There are many other dialect types in addition to this, which are not listed here.

Step 102: Obtain an identification algorithm corresponding to the dialect type as the target algorithm.

In the research and development of speech recognition, researchers designed and produced speech databases in various languages such as Chinese (including different dialects) and English according to the pronunciation characteristics of different languages. For example, MIT Media lab Speech Dataset (MIT Institute of Media Lab Voice Dataset), Pitch and Voicing Estimates for Aurora 2 (Aurora2 Speech Library Gene Cycle and Tone Estimation), Congressional Speech Data, and Mandarin Speech Frame Data ), voice data used to test the blind source separation algorithm, and the like.

Therefore, different dialect types may have different recognition algorithms corresponding thereto, and in particular, different recognition algorithms may correspond to speech databases of standard dialects of different dialect types; therefore, for the determined dialect types, the identification may be specifically improved. Speed and accuracy.

103: After collecting the voice data, performing voice recognition on the voice data by using the target algorithm to obtain a recognition result.

The voice data collected above may be a person speaking to the terminal device, and the voice pickup device of the terminal device, for example, a microphone, collects voice data input by the user. After the algorithm of the speech recognition, that is, the target algorithm is determined, the specific identification process is not described in detail in the embodiments of the present invention. It can be understood that for different dialects, a voice database with different dialects can be used in conjunction with the recognition algorithm.

In this embodiment, the types of dialects used by the area to which the mobile terminal belongs are determined by the geographic location of the mobile device, so that the corresponding recognition algorithm can be used to improve the accuracy of the voice recognition, thereby improving the accuracy of the recognition of the non-standard voice. rate.

In an optional implementation manner, the embodiment of the present invention provides a solution, because the location information obtained by the terminal device is not necessarily a common or real location of the terminal device, such as a mobile terminal of the travel client. As follows: The geographical location of obtaining the mobile terminal mentioned above includes:

After the mobile terminal is started, acquiring a history set, where the history record is obtained by counting the location information of the mobile terminal after the mobile terminal is started each time; analyzing the historical record set to obtain the foregoing The geographical area to which the mobile terminal belongs is the above geographical location.

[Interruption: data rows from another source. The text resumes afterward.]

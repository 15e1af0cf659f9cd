//! Fibonacci level calculator.

use std::cmp::Ordering;

use tracing::trace;

use crate::config::FibonacciConfig;
use crate::types::{FibSignal, Level, LevelKind, PriceLevelSet, Target};

/// Fibonacci retracement/extension calculator.
///
/// Levels for a range `[low, high]`:
/// - Retracement r: `high - range * r / 100`
/// - Extension r: `high + range * (r - 100) / 100`
///
/// Signals, with `tolerance = price * tolerance_pct / 100`:
/// - Resistance break: first ratio (ascending) with `level < price <= level + tolerance`
/// - Support break: first ratio (descending) with `level - tolerance <= price < level`
pub struct LevelCalculator {
    retracements: Vec<f64>,
    extensions: Vec<f64>,
    /// Retracement ratios sorted ascending, for scanning and target search.
    sorted_retracements: Vec<f64>,
    sorted_extensions: Vec<f64>,
    tolerance_pct: f64,
}

impl Default for LevelCalculator {
    fn default() -> Self {
        Self::new(&FibonacciConfig::default())
    }
}

impl LevelCalculator {
    pub fn new(config: &FibonacciConfig) -> Self {
        Self {
            retracements: config.retracements.clone(),
            extensions: config.extensions.clone(),
            sorted_retracements: sorted(&config.retracements),
            sorted_extensions: sorted(&config.extensions),
            tolerance_pct: config.tolerance_pct,
        }
    }

    /// Compute levels for `[low, high]` and detect crossings at `current_price`.
    ///
    /// Degenerate input (`high <= low`, non-finite values) still yields the
    /// raw levels but never any signal.
    pub fn calculate(&self, high: f64, low: f64, current_price: f64) -> PriceLevelSet {
        let range = high - low;

        let retracements: Vec<Level> = self
            .retracements
            .iter()
            .map(|&ratio| Level {
                ratio,
                price: high - range * ratio / 100.0,
            })
            .collect();

        let extensions: Vec<Level> = self
            .extensions
            .iter()
            .map(|&ratio| Level {
                ratio,
                price: high + range * (ratio - 100.0) / 100.0,
            })
            .collect();

        let mut levels = PriceLevelSet {
            retracements,
            extensions,
            signals: Vec::new(),
        };

        if !is_valid_range(high, low, current_price) {
            trace!(high, low, current_price, "degenerate range, no signals");
            return levels;
        }

        let tolerance = current_price * self.tolerance_pct / 100.0;

        if let Some(signal) = self.scan_resistance(&levels, current_price, tolerance) {
            levels.signals.push(signal);
        }
        if let Some(signal) = self.scan_support(&levels, current_price, tolerance) {
            levels.signals.push(signal);
        }

        levels
    }

    fn scan_resistance(
        &self,
        levels: &PriceLevelSet,
        current_price: f64,
        tolerance: f64,
    ) -> Option<FibSignal> {
        self.sorted_retracements.iter().find_map(|&ratio| {
            let price = levels.retracement(ratio)?;
            if current_price > price && current_price <= price + tolerance {
                trace!(ratio, price, current_price, "resistance break");
                Some(FibSignal::ResistanceBreak {
                    level: ratio,
                    price,
                    next_target: self.next_resistance(ratio, levels),
                })
            } else {
                None
            }
        })
    }

    fn scan_support(
        &self,
        levels: &PriceLevelSet,
        current_price: f64,
        tolerance: f64,
    ) -> Option<FibSignal> {
        self.sorted_retracements.iter().rev().find_map(|&ratio| {
            let price = levels.retracement(ratio)?;
            if current_price < price && current_price >= price - tolerance {
                trace!(ratio, price, current_price, "support break");
                Some(FibSignal::SupportBreak {
                    level: ratio,
                    price,
                    next_target: self.next_support(ratio, levels),
                })
            } else {
                None
            }
        })
    }

    /// Next level above a crossed retracement.
    ///
    /// Walks toward lower ratios (higher prices) for the first retracement priced
    /// strictly above the crossed one, then falls back to the first extension
    /// (ascending ratio) that is strictly above it.
    pub fn next_resistance(&self, ratio: f64, levels: &PriceLevelSet) -> Option<Target> {
        let crossed = levels.retracement(ratio)?;
        let index = self.sorted_retracements.iter().position(|&r| r == ratio)?;

        let retracement = self.sorted_retracements[..index]
            .iter()
            .rev()
            .filter_map(|&r| levels.retracement(r).map(|price| (r, price)))
            .find(|&(_, price)| price > crossed)
            .map(|(ratio, price)| Target {
                kind: LevelKind::Retracement,
                ratio,
                price,
            });

        retracement.or_else(|| {
            self.sorted_extensions
                .iter()
                .filter_map(|&r| levels.extension(r).map(|price| (r, price)))
                .find(|&(_, price)| price > crossed)
                .map(|(ratio, price)| Target {
                    kind: LevelKind::Extension,
                    ratio,
                    price,
                })
        })
    }

    /// Next level below a crossed retracement.
    ///
    /// Walks toward higher ratios (lower prices); there is no extension fallback.
    pub fn next_support(&self, ratio: f64, levels: &PriceLevelSet) -> Option<Target> {
        let crossed = levels.retracement(ratio)?;
        let index = self.sorted_retracements.iter().position(|&r| r == ratio)?;

        self.sorted_retracements[index + 1..]
            .iter()
            .filter_map(|&r| levels.retracement(r).map(|price| (r, price)))
            .find(|&(_, price)| price < crossed)
            .map(|(ratio, price)| Target {
                kind: LevelKind::Retracement,
                ratio,
                price,
            })
    }
}

fn is_valid_range(high: f64, low: f64, current_price: f64) -> bool {
    high.is_finite() && low.is_finite() && current_price.is_finite() && high > low
}

fn sorted(ratios: &[f64]) -> Vec<f64> {
    let mut sorted = ratios.to_vec();
    sorted.sort_by(|a, b| a.partial_cmp(b).unwrap_or(Ordering::Equal));
    sorted.dedup();
    sorted
}
//! Exchange REST clients.

pub mod binance;
pub mod okx;

pub use binance::BinanceClient;
pub use okx::OkxClient;
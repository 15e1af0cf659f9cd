use serde::{Deserialize, Serialize};

use super::{Exchange, FibonacciAnalysis, SignalKind};

/// Trend over recent closes.
#[derive(Debug, Clone, Copy, PartialEq, Eq, Serialize, Deserialize)]
#[serde(rename_all = "snake_case")]
pub enum Trend {
    Up,
    Down,
    Sideways,
    Undetermined,
}

/// Supplementary statistics shown next to a signal.
#[derive(Debug, Clone, Copy, PartialEq, Serialize, Deserialize)]
#[serde(rename_all = "camelCase")]
pub struct MarketAnalysis {
    pub trend: Trend,
    /// Standard deviation of recent closes as a percent of their mean.
    pub volatility: f64,
    #[serde(skip_serializing_if = "Option::is_none")]
    pub support: Option<f64>,
    #[serde(skip_serializing_if = "Option::is_none")]
    pub resistance: Option<f64>,
}

/// A coin that currently carries at least one reliable signal.
#[derive(Debug, Clone, PartialEq, Serialize, Deserialize)]
#[serde(rename_all = "camelCase")]
pub struct CoinSignal {
    pub symbol: String,
    /// Base asset with the quote stripped (`BTC`).
    pub base_asset: String,
    pub price: f64,
    pub change: f64,
    pub volume: f64,
    /// Highest high over the lookback window.
    pub window_high: f64,
    /// Lowest low over the lookback window.
    pub window_low: f64,
    pub fibonacci: FibonacciAnalysis,
    /// Percent move from price to the primary signal's next target.
    #[serde(skip_serializing_if = "Option::is_none")]
    pub potential_profit: Option<f64>,
    /// Reward over risk with the candle support as the stop.
    #[serde(skip_serializing_if = "Option::is_none")]
    pub risk_reward: Option<f64>,
    #[serde(skip_serializing_if = "Option::is_none")]
    pub analysis: Option<MarketAnalysis>,
    pub price_display: String,
    pub volume_display: String,
    #[serde(skip_serializing_if = "Option::is_none")]
    pub profit_display: Option<String>,
    /// True when the entry comes from the tracking list rather than this scan.
    #[serde(default)]
    pub tracked: bool,
}

impl CoinSignal {
    pub fn has_signal(&self, kind: SignalKind) -> bool {
        self.fibonacci.levels.has_signal(kind)
    }
}

/// Which coins to return from a scan.
#[derive(Debug, Clone, Copy, PartialEq, Eq, Serialize, Deserialize, Default)]
#[serde(rename_all = "lowercase")]
pub enum SignalFilter {
    #[default]
    All,
    Resistance,
    Support,
}

impl SignalFilter {
    /// Parse from string.
    pub fn from_str(s: &str) -> Option<Self> {
        match s.to_lowercase().as_str() {
            "all" => Some(Self::All),
            "resistance" => Some(Self::Resistance),
            "support" => Some(Self::Support),
            _ => None,
        }
    }

    pub fn matches(&self, coin: &CoinSignal) -> bool {
        match self {
            SignalFilter::All => true,
            SignalFilter::Resistance => coin.has_signal(SignalKind::ResistanceBreak),
            SignalFilter::Support => coin.has_signal(SignalKind::SupportBreak),
        }
    }
}

/// Signal counts for a scan.
#[derive(Debug, Clone, Copy, PartialEq, Eq, Serialize, Deserialize)]
#[serde(rename_all = "camelCase")]
pub struct ScanStats {
    pub resistance_breaks: usize,
    pub support_breaks: usize,
    pub total_coins: usize,
    /// Unix timestamp (milliseconds).
    pub updated_at: i64,
}

impl ScanStats {
    pub fn from_coins(coins: &[CoinSignal], updated_at: i64) -> Self {
        Self {
            resistance_breaks: coins
                .iter()
                .filter(|c| c.has_signal(SignalKind::ResistanceBreak))
                .count(),
            support_breaks: coins
                .iter()
                .filter(|c| c.has_signal(SignalKind::SupportBreak))
                .count(),
            total_coins: coins.len(),
            updated_at,
        }
    }
}

/// Result of one poll cycle against one exchange.
#[derive(Debug, Clone, PartialEq, Serialize, Deserialize)]
#[serde(rename_all = "camelCase")]
pub struct ScanResult {
    pub exchange: Exchange,
    pub coins: Vec<CoinSignal>,
    pub stats: ScanStats,
    /// Number of pairs that reached the calculator.
    pub scanned: usize,
    pub timestamp: i64,
}

impl ScanResult {
    /// Copy of this result restricted to coins matching `filter`.
    /// Stats always describe the full scan.
    pub fn filtered(&self, filter: SignalFilter) -> Self {
        Self {
            coins: self
                .coins
                .iter()
                .filter(|c| filter.matches(c))
                .cloned()
                .collect(),
            ..self.clone()
        }
    }
}
use serde::{Deserialize, Serialize};
use std::fmt;

/// Exchange a scan runs against.
#[derive(Debug, Clone, Copy, PartialEq, Eq, Hash, Serialize, Deserialize, Default)]
#[serde(rename_all = "lowercase")]
pub enum Exchange {
    #[default]
    Binance,
    Okx,
}

impl Exchange {
    /// Parse from string.
    pub fn from_str(s: &str) -> Option<Self> {
        match s.to_lowercase().as_str() {
            "binance" => Some(Self::Binance),
            "okx" => Some(Self::Okx),
            _ => None,
        }
    }

    /// All supported exchanges.
    pub fn all() -> [Exchange; 2] {
        [Exchange::Binance, Exchange::Okx]
    }
}

impl fmt::Display for Exchange {
    fn fmt(&self, f: &mut fmt::Formatter<'_>) -> fmt::Result {
        match self {
            Exchange::Binance => write!(f, "binance"),
            Exchange::Okx => write!(f, "okx"),
        }
    }
}

/// Daily candle, reduced to the fields the scanner reads.
#[derive(Debug, Clone, Copy, PartialEq, Serialize, Deserialize)]
#[serde(rename_all = "camelCase")]
pub struct Candle {
    /// Open time, unix milliseconds.
    pub time: i64,
    pub high: f64,
    pub low: f64,
    pub close: f64,
}

/// 24h ticker for a spot pair, normalized across exchanges.
#[derive(Debug, Clone, PartialEq, Serialize, Deserialize)]
#[serde(rename_all = "camelCase")]
pub struct Ticker {
    /// Exchange-native symbol (`BTCUSDT`, `BTC-USDT`).
    pub symbol: String,
    pub price: f64,
    /// 24h change in percent.
    pub change: f64,
    pub volume: f64,
}

/// Ticker plus its recent daily candles, oldest first.
#[derive(Debug, Clone, PartialEq)]
pub struct CoinData {
    pub ticker: Ticker,
    pub candles: Vec<Candle>,
}
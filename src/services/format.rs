//! Display formatting for prices, volumes and percentages.

/// Format a price with precision scaled to its magnitude.
pub fn format_price(price: f64) -> String {
    if price >= 1000.0 {
        with_thousands(price, 2)
    } else if price >= 1.0 {
        format!("{:.4}", price)
    } else if price >= 0.01 {
        format!("{:.6}", price)
    } else {
        format!("{:.8}", price)
    }
}

/// Format a volume with B/M/K suffixes.
pub fn format_volume(volume: f64) -> String {
    if volume >= 1_000_000_000.0 {
        format!("{:.2}B", volume / 1_000_000_000.0)
    } else if volume >= 1_000_000.0 {
        format!("{:.2}M", volume / 1_000_000.0)
    } else if volume >= 1_000.0 {
        format!("{:.2}K", volume / 1_000.0)
    } else {
        format!("{:.2}", volume)
    }
}

/// Signed percent with two decimals (`+1.23`, `-0.50`).
pub fn format_profit(profit: f64) -> String {
    if profit > 0.0 {
        format!("+{:.2}", profit)
    } else {
        format!("{:.2}", profit)
    }
}

fn with_thousands(value: f64, decimals: usize) -> String {
    let formatted = format!("{:.*}", decimals, value.abs());
    let (int_part, frac_part) = formatted.split_once('.').unwrap_or((&formatted, ""));

    let mut grouped = String::with_capacity(int_part.len() + int_part.len() / 3);
    for (i, ch) in int_part.chars().enumerate() {
        if i > 0 && (int_part.len() - i) % 3 == 0 {
            grouped.push(',');
        }
        grouped.push(ch);
    }

    let sign = if value < 0.0 { "-" } else { "" };
    if frac_part.is_empty() {
        format!("{}{}", sign, grouped)
    } else {
        format!("{}{}.{}", sign, grouped, frac_part)
    }
}
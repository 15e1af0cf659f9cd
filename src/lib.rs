//! fibscan - Fibonacci breakout scanner for crypto spot markets

pub mod api;
pub mod config;
pub mod error;
pub mod services;
pub mod sources;
pub mod types;

use std::sync::Arc;

use config::Config;
use services::{FibonacciAnalyzer, FileCache, Scanner, TrackingStore};

/// Application state shared across handlers.
#[derive(Clone)]
pub struct AppState {
    pub analyzer: Arc<FibonacciAnalyzer>,
    pub tracking: Arc<TrackingStore>,
    pub scanner: Arc<Scanner>,
}

impl AppState {
    /// Wire up services from `config`. Persisted tracking lists and scan
    /// results under `config.cache_dir` are loaded here.
    pub fn new(config: &Config) -> Self {
        let analyzer = Arc::new(FibonacciAnalyzer::new(&config.fibonacci));
        let tracking = TrackingStore::new(
            analyzer.clone(),
            Some(FileCache::new(&config.cache_dir)),
        );
        let scanner = Scanner::new(
            config,
            analyzer.clone(),
            tracking.clone(),
            Some(FileCache::new(&config.cache_dir)),
        );

        Self {
            analyzer,
            tracking,
            scanner,
        }
    }
}

// Re-export commonly used types
pub use error::{AppError, Result};
pub use types::*;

In this embodiment, the history set is used to determine the area to which the terminal device belongs. This can avoid the problem that the mobile terminal frequently moves in various dialect areas to cause inaccurate judgment.

The manner of analyzing the historical record set may be as follows: determining that the terminal device lasts for a long time in a certain geographical area, and the geographic area may be the most likely real geographical location area of the mobile terminal. For example, the location where the car is parked the most, the location where the phone is at night, and so on.

In an optional implementation manner, the embodiment of the present invention further provides an implementation solution for establishing a pre-established database to improve the recognition speed and accuracy, and the following is as follows: Before determining the dialect type corresponding to the geographical location, the method further includes:

A database for establishing a correspondence between a geographic area and a dialect type, in which one geographic area corresponds to one or more dialect types.

In this embodiment, by establishing a dialect type and a database, a more accurate identification can be performed for a more refined dialect, for example:

Wu language is also known as Jiangsu-Zhejiang dialect or Jiangnan dialect. In the past, the Suzhou dialect was used as the representative. Nowadays, with the economic development of Shanghai, the population used in Shanghai dialect has been increasing, and the number of Shanghai dialects has gradually increased. Therefore, the representative of Wu language today is Shanghai dialect. The main areas are south of the Yangtze River in Jiangsu Province, east of Zhenjiang, a small part of Nantong, and most of Shanghai and Zhejiang. It can be divided into five pieces:

(1) Taihu Lake, represented by Shanghai dialect, passing through areas: Shanghai, Changzhou, Hangzhou and Ningbo.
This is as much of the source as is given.